### [WHAT NEEDS TO BE DONE]
Every line below between the line holding "dotted topic key" and the line holding "self.rpc.call_with_timeout(name, args, timeout).await", inclusive, should be repeated exactly, and all other lines omitted.

(Stored data)
-- Opening Marker --
impl Service {
    /// Create a service talking to RabbitMQ
    pub fn new(config: ServiceConfig) -> Result<Self> {
        Self::with_broker(config, Arc::new(AmqpBroker::new()))
    }

    /// Convenience constructor with just a namespace and AMQP URL
    pub fn new_simple(namespace: impl Into<String>, amqp_url: impl Into<String>) -> Result<Self> {
        Self::new(ServiceConfig::new(namespace, amqp_url))
    }

    /// Create a service on any broker implementation
    pub fn with_broker(config: ServiceConfig, broker: Arc<dyn Broker>) -> Result<Self> {
        let naming = Naming::new(config.namespace.clone(), config.divider.clone())?;
        let connection = Arc::new(ConnectionManager::with_config(config.connection.clone(), broker));
        let rpc = Arc::new(RpcClient::new(connection.clone(), naming.clone(), config.rpc.clone()));

        Ok(Self {
            config,
            naming,
            connection,
            rpc,
            patterns: Vec::new(),
            rpc_servers: Vec::new(),
            state: Mutex::new(ServiceState {
                status: ServiceStatus::Created,
                handles: Vec::new(),
            }),
        })
    }

    /// Consume `<namespace>.<queue>` as a work queue
    pub fn work_queue<F, Fut>(self, queue: &str, handler: F) -> Self
    where
        F: Fn(Message) -> Fut + Send + Sync + 'static,
        Fut: Future<Output = HandlerResult> + Send + 'static,
    {
        self.work_queue_with(queue, PatternConfig::work_queue(), handler)
    }

    pub fn work_queue_with<F, Fut>(self, queue: &str, config: PatternConfig, handler: F) -> Self
    where
        F: Fn(Message) -> Fut + Send + Sync + 'static,
        Fut: Future<Output = HandlerResult> + Send + 'static,
    {
        let name = self.naming.queue_name(queue);
        let pattern = Pattern::work_queue(name.clone(), handler_fn(name, handler)).with_config(config);
        self.add_pattern(pattern)
    }

    /// Subscribe to every message published on `<namespace>.<exchange>`
    pub fn pub_sub<F, Fut>(self, exchange: &str, handler: F) -> Self
    where
        F: Fn(Message) -> Fut + Send + Sync + 'static,
        Fut: Future<Output = HandlerResult> + Send + 'static,
    {
        self.pub_sub_with(exchange, PatternConfig::subscription(ExchangeKind::Fanout), handler)
    }

    pub fn pub_sub_with<F, Fut>(self, exchange: &str, config: PatternConfig, handler: F) -> Self
    where
        F: Fn(Message) -> Fut + Send + Sync + 'static,
        Fut: Future<Output = HandlerResult> + Send + 'static,
    {
        let name = self.naming.exchange_name(exchange);
        let pattern = Pattern::pub_sub(name.clone(), handler_fn(name, handler)).with_config(config);
        self.add_pattern(pattern)
    }

    /// Subscribe to `<namespace>.<exchange>` for exact routing keys
    pub fn routed<F, Fut>(self, exchange: &str, routes: impl Into<RoutingKeys>, handler: F) -> Self
    where
        F: Fn(Message) -> Fut + Send + Sync + 'static,
        Fut: Future<Output = HandlerResult> + Send + 'static,
    {
        self.routed_with(exchange, routes, PatternConfig::subscription(ExchangeKind::Direct), handler)
    }

    pub fn routed_with<F, Fut>(
        self,
        exchange: &str,
        routes: impl Into<RoutingKeys>,
        config: PatternConfig,
        handler: F,
    ) -> Self
    where
        F: Fn(Message) -> Fut + Send + Sync + 'static,
        Fut: Future<Output = HandlerResult> + Send + 'static,
    {
        let name = self.naming.exchange_name(exchange);
        let pattern = Pattern::routed(name.clone(), routes, handler_fn(name, handler)).with_config(config);
        self.add_pattern(pattern)
    }

    /// Subscribe to `<namespace>.<exchange>` with topic wildcards (`*`, `#`)
    pub fn topic<F, Fut>(self, exchange: &str, topics: impl Into<RoutingKeys>, handler: F) -> Self
    where
        F: Fn(Message) -> Fut + Send + Sync + 'static,
        Fut: Future<Output = HandlerResult> + Send + 'static,
    {
        self.topic_with(exchange, topics, PatternConfig::subscription(ExchangeKind::Topic), handler)
    }

    pub fn topic_with<F, Fut>(
        self,
        exchange: &str,
        topics: impl Into<RoutingKeys>,
        config: PatternConfig,
        handler: F,
    ) -> Self
    where
        F: Fn(Message) -> Fut + Send + Sync + 'static,
        Fut: Future<Output = HandlerResult> + Send + 'static,
    {
        let name = self.naming.exchange_name(exchange);
        let pattern = Pattern::topic(name.clone(), topics, handler_fn(name, handler)).with_config(config);
        self.add_pattern(pattern)
    }

    /// Answer calls to `<namespace>.rpc.<name>`.
    ///
    /// Returning `Ok(None)` replies with JSON `null`.
    pub fn rpc<F, Fut>(self, name: &str, handler: F) -> Self
    where
        F: Fn(Message) -> Fut + Send + Sync + 'static,
        Fut: Future<Output = HandlerResult> + Send + 'static,
    {
        self.rpc_with(name, PatternConfig::rpc_server(), handler)
    }

    pub fn rpc_with<F, Fut>(self, name: &str, config: PatternConfig, handler: F) -> Self
    where
        F: Fn(Message) -> Fut + Send + Sync + 'static,
        Fut: Future<Output = HandlerResult> + Send + 'static,
    {
        let name = self.naming.rpc_name(name);
        let pattern = Pattern::rpc_server(name.clone(), handler_fn(name, handler)).with_config(config);
        self.add_pattern(pattern)
    }

    /// Add a prebuilt pattern; its name must already be fully qualified
    pub fn add_pattern(mut self, pattern: Pattern) -> Self {
        debug!("Declared {} pattern {}", pattern.kind(), pattern.name());
        match pattern.kind() {
            PatternKind::RpcServer => self.rpc_servers.push(pattern),
            _ => self.patterns.push(pattern),
        }
        self
    }

    /// Connect and register every declared pattern, RPC servers last.
    ///
    /// Calling it again on a running service is a no-op. If any registration
    /// fails, the ones that succeeded are torn down and the error returned.
    pub async fn init(&self) -> Result<()> {
        let mut state = self.state.lock().await;
        if state.status == ServiceStatus::Running {
            debug!("Service {} already initialized", self.naming.namespace());
            return Ok(());
        }

        info!("🚀 Initializing service {}", self.naming.namespace());
        let connection = match self.connection.connect().await {
            Ok(connection) => connection,
            Err(e) => {
                state.status = ServiceStatus::Error(e.to_string());
                return Err(e);
            }
        };

        let mut handles = Vec::with_capacity(self.patterns.len() + self.rpc_servers.len());
        for pattern in self.patterns.iter().chain(self.rpc_servers.iter()) {
            match pattern.register(&connection).await {
                Ok(handle) => handles.push(handle),
                Err(e) => {
                    error!("❌ Failed to register {} pattern {}: {}", pattern.kind(), pattern.name(), e);
                    for handle in handles {
                        if let Err(e) = handle.shutdown().await {
                            debug!("Error tearing down partial registration: {}", e);
                        }
                    }
                    state.status = ServiceStatus::Error(e.to_string());
                    return Err(e);
                }
            }
        }

        state.handles = handles;
        self.rpc.ensure_expiry_sweep().await;
        state.status = ServiceStatus::Running;

        info!(
            "✅ Service {} running with {} pattern(s) and {} RPC server(s)",
            self.naming.namespace(),
            self.patterns.len(),
            self.rpc_servers.len()
        );
        Ok(())
    }

    /// Send a persistent message to the work queue `<namespace>.<queue>`
    pub async fn broadcast(&self, queue: &str, args: impl Serialize) -> Result<()> {
        let queue = self.naming.queue_name(queue);
        let channel = self.connection.create_channel().await?;

        let sent = async {
            channel
                .assert_queue(
                    &queue,
                    QueueOptions {
                        durable: true,
                        ..Default::default()
                    },
                )
                .await?;
            channel.send_to_queue(&queue, &codec::encode(&args), json_properties(true)).await
        }
        .await;

        close_after_send(channel.close().await, &queue);
        debug!("Sent work to {}", queue);
        sent
    }

    /// Publish to every subscriber of `<namespace>.<exchange>`
    pub async fn publish(&self, exchange: &str, args: impl Serialize) -> Result<()> {
        self.publish_to(exchange, ExchangeKind::Fanout, "", &codec::encode(&args)).await
    }

    /// Publish to `<namespace>.<exchange>` with an exact routing key
    pub async fn publish_routed(&self, exchange: &str, routing_key: &str, args: impl Serialize) -> Result<()> {
        self.publish_to(exchange, ExchangeKind::Direct, routing_key, &codec::encode(&args)).await
    }

    /// Publish to `<namespace>.<exchange>` with a dotted topic key
    pub async fn publish_topic(&self, exchange: &str, routing_key: &str, args: impl Serialize) -> Result<()> {
        self.publish_to(exchange, ExchangeKind::Topic, routing_key, &codec::encode(&args)).await
    }

    async fn publish_to(&self, exchange: &str, kind: ExchangeKind, routing_key: &str, body: &[u8]) -> Result<()> {
        let exchange = self.naming.exchange_name(exchange);
        let channel = self.connection.create_channel().await?;

        let sent = async {
            channel
                .assert_exchange(&exchange, kind, EXCHANGE_OPTIONS)
                .await?;
            channel
                .publish(&exchange, routing_key, body, json_properties(false))
                .await
        }
        .await;

        close_after_send(channel.close().await, &exchange);
        debug!("Published to {} (routing key '{}')", exchange, routing_key);
        sent
    }

    /// Call `<namespace>.rpc.<name>` and wait for its reply
    pub async fn call_rpc(&self, name: &str, args: impl Serialize) -> Result<Value> {
        self.rpc.call(name, args).await
    }

    pub async fn call_rpc_with_timeout(&self, name: &str, args: impl Serialize, timeout: Duration) -> Result<Value> {
        self.rpc.call_with_timeout(name, args, timeout).await
    }

    /// Call and deserialize the reply
    pub async fn call_rpc_as<T: DeserializeOwned>(&self, name: &str, args: impl Serialize) -> Result<T> {
        self.rpc.call_as(name, args).await
    }

    /// Get the RPC client for calling other services
    pub fn rpc_client(&self) -> Arc<RpcClient> {
        self.rpc.clone()
    }

    pub fn naming(&self) -> &Naming {
        &self.naming
    }

    pub fn config(&self) -> &ServiceConfig {
        &self.config
    }

    /// Every declared pattern, RPC servers last
    pub fn patterns(&self) -> impl Iterator<Item = &Pattern> {
        self.patterns.iter().chain(self.rpc_servers.iter())
    }

    /// Stop all consumers and close the connection
    pub async fn shutdown(&self) -> Result<()> {
        let mut state = self.state.lock().await;
        if state.status == ServiceStatus::Stopped {
            return Ok(());
        }

        info!("🛑 Shutting down service {}", self.naming.namespace());
        state.status = ServiceStatus::ShuttingDown;

        for handle in state.handles.drain(..) {
            let name = handle.name().to_string();
            if let Err(e) = handle.shutdown().await {
                warn!("Error stopping consumer {}: {}", name, e);
            }
        }
        if let Err(e) = self.rpc.close().await {
            warn!("Error closing RPC client: {}", e);
        }
        self.connection.close().await?;

        state.status = ServiceStatus::Stopped;
        info!("Service {} stopped", self.naming.namespace());
        Ok(())
    }

    /// Initialize, then serve until ctrl-c
    pub async fn run(&self) -> Result<()> {
        self.init().await?;
        tokio::signal::ctrl_c().await?;
        info!("Received ctrl-c");
        self.shutdown().await
    }

    pub async fn status(&self) -> ServiceStatus {
        self.state.lock().await.status.clone()
    }

    /// Check if service is healthy
    pub async fn is_healthy(&self) -> bool {
        self.status().await == ServiceStatus::Running && self.connection.is_connected().await
    }

    /// Get service statistics
    pub async fn get_stats(&self) -> ServiceStats {
        let (status, registered) = {
            let state = self.state.lock().await;
            (state.status.clone(), state.handles.len())
        };

        ServiceStats {
            namespace: self.naming.namespace().to_string(),
            status,
            patterns: self.patterns().map(Pattern::info).collect(),
            registered,
            connection_stats: self.connection.get_stats().await,
            rpc_stats: self.rpc.get_stats().await,
        }
    }
}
-- Closing Marker --
### [RESPONSE]
    /// Publish to `<namespace>.<exchange>` with a dotted topic key
    pub async fn publish_topic(&self, exchange: &str, routing_key: &str, args: impl Serialize) -> Result<()> {
        self.publish_to(exchange, ExchangeKind::Topic, routing_key, &codec::encode(&args)).await
    }

    async fn publish_to(&self, exchange: &str, kind: ExchangeKind, routing_key: &str, body: &[u8]) -> Result<()> {
        let exchange = self.naming.exchange_name(exchange);
        let channel = self.connection.create_channel().await?;

        let sent = async {
            channel
                .assert_exchange(&exchange, kind, EXCHANGE_OPTIONS)
                .await?;
            channel
                .publish(&exchange, routing_key, body, json_properties(false))
                .await
        }
        .await;

        close_after_send(channel.close().await, &exchange);
        debug!("Published to {} (routing key '{}')", exchange, routing_key);
        sent
    }

    /// Call `<namespace>.rpc.<name>` and wait for its reply
    pub async fn call_rpc(&self, name: &str, args: impl Serialize) -> Result<Value> {
        self.rpc.call(name, args).await
    }

    pub async fn call_rpc_with_timeout(&self, name: &str, args: impl Serialize, timeout: Duration) -> Result<Value> {
        self.rpc.call_with_timeout(name, args, timeout).await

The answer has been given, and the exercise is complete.